EXERCISE. Copy, exactly and without additions, every line in the records below from the one holding "let options = eframe::NativeOptions" through the one holding "chart window with", both ends included.

Collected data.

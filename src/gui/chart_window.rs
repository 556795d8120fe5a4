//! Chart Window
//! Native window showing one line chart; blocks the caller until closed.

use crate::charts::{ChartData, ChartDisplay, ChartPlotter, StaticChartRenderer};
use crate::config::ChartConfig;
use egui::RichText;
use std::path::Path;

/// The eframe app behind one chart window.
pub struct ChartWindow {
    chart: ChartData,
    png_size: (u32, u32),
    status: Option<String>,
}

impl ChartWindow {
    pub fn new(chart: ChartData, png_size: (u32, u32)) -> Self {
        Self {
            chart,
            png_size,
            status: None,
        }
    }

    /// Ask for a destination and write the chart as PNG.
    fn handle_save_png(&mut self) {
        let Some(path) = rfd::FileDialog::new()
            .add_filter("PNG Image", &["png"])
            .set_file_name("chart.png")
            .save_file()
        else {
            return;
        };

        self.status = Some(match self.save_png(&path) {
            Ok(()) => format!("Saved {}", path.display()),
            Err(e) => {
                log::warn!("saving chart to {} failed: {}", path.display(), e);
                format!("Save failed: {}", e)
            }
        });
    }

    fn save_png(&self, path: &Path) -> Result<(), Box<dyn std::error::Error>> {
        let (width, height) = self.png_size;
        StaticChartRenderer::save_png(&self.chart, path, width, height)
    }
}

impl eframe::App for ChartWindow {
    fn update(&mut self, ctx: &egui::Context, _frame: &mut eframe::Frame) {
        egui::TopBottomPanel::top("chart_toolbar").show(ctx, |ui| {
            ui.horizontal(|ui| {
                ui.label(RichText::new(&self.chart.title).size(16.0).strong());
                ui.separator();
                if ui.button("Save PNG").clicked() {
                    self.handle_save_png();
                }
                if let Some(status) = &self.status {
                    ui.label(status);
                }
            });
        });

        egui::CentralPanel::default().show(ctx, |ui| {
            if self.chart.is_empty() {
                ui.centered_and_justified(|ui| {
                    ui.label(RichText::new("No numeric data to plot").size(20.0));
                });
                return;
            }
            ChartPlotter::draw_line_chart(ui, &self.chart);
        });
    }
}

/// Shows charts in a native window, one at a time.
#[derive(Debug, Clone)]
pub struct WindowDisplay {
    inner_size: [f32; 2],
    png_size: (u32, u32),
}

impl WindowDisplay {
    pub fn new(config: &ChartConfig) -> Self {
        Self {
            inner_size: [config.width, config.height],
            png_size: (config.png_width, config.png_height),
        }
    }
}

impl ChartDisplay for WindowDisplay {
    fn show(&mut self, chart: &ChartData) -> anyhow::Result<()> {
        let options = eframe::NativeOptions {
            viewport: egui::ViewportBuilder::default()
                .with_inner_size(self.inner_size)
                .with_min_inner_size([400.0, 300.0])
                .with_title(&chart.title),
            ..Default::default()
        };

        log::debug!("opening chart window with {} series", chart.series.len());
        let app = ChartWindow::new(chart.clone(), self.png_size);
        eframe::run_native(
            &chart.title,
            options,
            Box::new(move |_cc| Ok(Box::new(app))),
        )
        .map_err(|e| anyhow::anyhow!("chart window failed: {}", e))
    }
}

ANSWER SECTION.
        let options = eframe::NativeOptions {
            viewport: egui::ViewportBuilder::default()
                .with_inner_size(self.inner_size)
                .with_min_inner_size([400.0, 300.0])
                .with_title(&chart.title),
            ..Default::default()
        };

        log::debug!("opening chart window with {} series", chart.series.len());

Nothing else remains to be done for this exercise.